There is clear evidence that the level of security and self-knowledge remains rather inaccurate until about eight years of age, with children being overoptimistic about their levels of knowledge (Clark and Dumas, 2016), but the overall trend suggests that forms of metacognition emerge early on in the lifespan.Ultimately, although older children do typically exhibit a broader repertoire of metacognitive strategies, younger children do generally demonstrate metacognitive knowledge, even at a very early age.

Metacognition in the classroom

All pupils develop metacognitive knowledge and skills in their time at school. And yet, some are more adept at doing this than others. They go on to make countless actions and decisions about their learning – many of which the teacher has little control over.

Recommendations from the evidence would suggest that teachers can be much more deliberate about teaching metacognitive awareness in the crucible of the classroom. A familiar example is ‘shared writing’, where the expert teacher (such as Amy’s geography teacher) undertakes a written task. As she walks through an explanation of a jungle ecosystem, she verbalises the questions a geographer would ask of themselves, such as ‘How many levels are there in the jungle ecosystem?’ and ‘How could I organise that clearly in my writing?’

As well as modelling and scaffolding explicit strategies, cultivating metacognitive talk between students can improve outcomes. For example, the ‘dialogic teaching’, as devised by Robin Alexander (2017), emphasises dialogue through which pupils learn to reason, discuss, argue and explain. A key element of the dialogic approach is to encourage greater quality of teacher talk, by going beyond the closed teacher question – pupil response – teacher feedback sequence. Importantly, in this and other successful interventions, dialogue needs to be purposeful and not just conversation, with teachers using questions to elicit further thought.
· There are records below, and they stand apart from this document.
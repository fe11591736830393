#[derive(Debug, Clone, PartialEq, Eq)]
pub enum TokenKind {
    // Literals
    Ident(String),
    Number(String), // raw digits, range-checked by the parser

    // Keywords
    Void,
    Repeat,
    If,
    Else,
    While,

    // Condition operators
    Bang,   // !
    AndAnd, // &&
    OrOr,   // ||

    // Punctuation
    LParen,    // (
    RParen,    // )
    LBrace,    // {
    RBrace,    // }
    Semicolon, // ;

    /// Unrecognised input. Carries the message the parser reports.
    Error(String),

    Eof,
}

impl TokenKind {
    /// How the token is named in diagnostics.
    pub fn describe(&self) -> String {
        match self {
            Self::Ident(s)  => s.clone(),
            Self::Number(s) => s.clone(),
            Self::Void      => "void".into(),
            Self::Repeat    => "repeat".into(),
            Self::If        => "if".into(),
            Self::Else      => "else".into(),
            Self::While     => "while".into(),
            Self::Bang      => "!".into(),
            Self::AndAnd    => "&&".into(),
            Self::OrOr      => "||".into(),
            Self::LParen    => "(".into(),
            Self::RParen    => ")".into(),
            Self::LBrace    => "{".into(),
            Self::RBrace    => "}".into(),
            Self::Semicolon => ";".into(),
            Self::Error(_)  => "invalid input".into(),
            Self::Eof       => "end of file".into(),
        }
    }
}

/// Maps an identifier string to its keyword token, or returns `Ident`.
pub fn keyword_or_ident(s: String) -> TokenKind {
    match s.as_str() {
        "void"   => TokenKind::Void,
        "repeat" => TokenKind::Repeat,
        "if"     => TokenKind::If,
        "else"   => TokenKind::Else,
        "while"  => TokenKind::While,
        _        => TokenKind::Ident(s),
    }
}

// ─────────────────────────────────────────────────────────────────────────────

#[derive(Debug, Clone, PartialEq, Eq)]
pub struct Token {
    pub kind: TokenKind,
    pub line: usize,
    pub column: usize,
}

impl Token {
    pub fn new(kind: TokenKind, line: usize, column: usize) -> Self {
        Self { kind, line, column }
    }
}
What an evidence-based understanding of metacognition offers us is a shared language with which to describe, define and teach effective learning. By improving their own understanding, teachers will be better able to support pupils to develop their metacognitive skills and knowledge. When we train our students to plan, monitor and evaluate, with conscious awareness within a given subject discipline, we offer them the knowledge and strategies to succeed, not only in the classroom but far beyond the school gates too.


 

This article is based on an EEF-commissioned evidence review examining these questions, drawing upon the expertise of Professor Daniel Muijs and Dr Christian Bokhove. A guidance report on metacognition and self-regulated learning for teachers and leaders was published by the EEF in April.

References

Bernard S, Proust J and Clement F (2015) Procedural metacognition and false belief understanding in 3- to 5-year-old children. PLOS One 10(10): e0141321.
Clark I and Dumas G (2016) The regulation of task performance: A trans-disciplinary review. Frontiers in Psychology 6: 1862.
Dignath C and Büttner G (2008) Components of fostering selfregulated learning among students: A meta-analysis on intervention studies at primary and secondary school level. Metacognition and Learning 3(3): 231–264.
Education Endowment Foundation (2018) Teaching and Learning Toolkit. Available at: https://educationendowmentfoundation.org.uk/evidence-summaries/ teaching-learning-toolkit/ (accessed 11 May 2018).
Nelson T and Narens L (1990) Metamemory: A theoretical framework and some new findings. In: Bower G (ed.) The Psychology of Learning and Motivation. New York: Academic Press, pp. 125–173.
Pressley M, Harris K and Winne P (2006) Cognitive strategy instruction: From basic research to classroom instruction. In: Alexander P (ed.) Handbook of Educational Psychology. 2nd ed. Mahwah, NJ: Erlbaum, pp. 265–286.
Whitebread D, Coltman P and Pasternak D (2009) The development of two observational tools for assessing metacognition and self-regulated learning in young children. Metacognition and Learning 4(1): 63–85.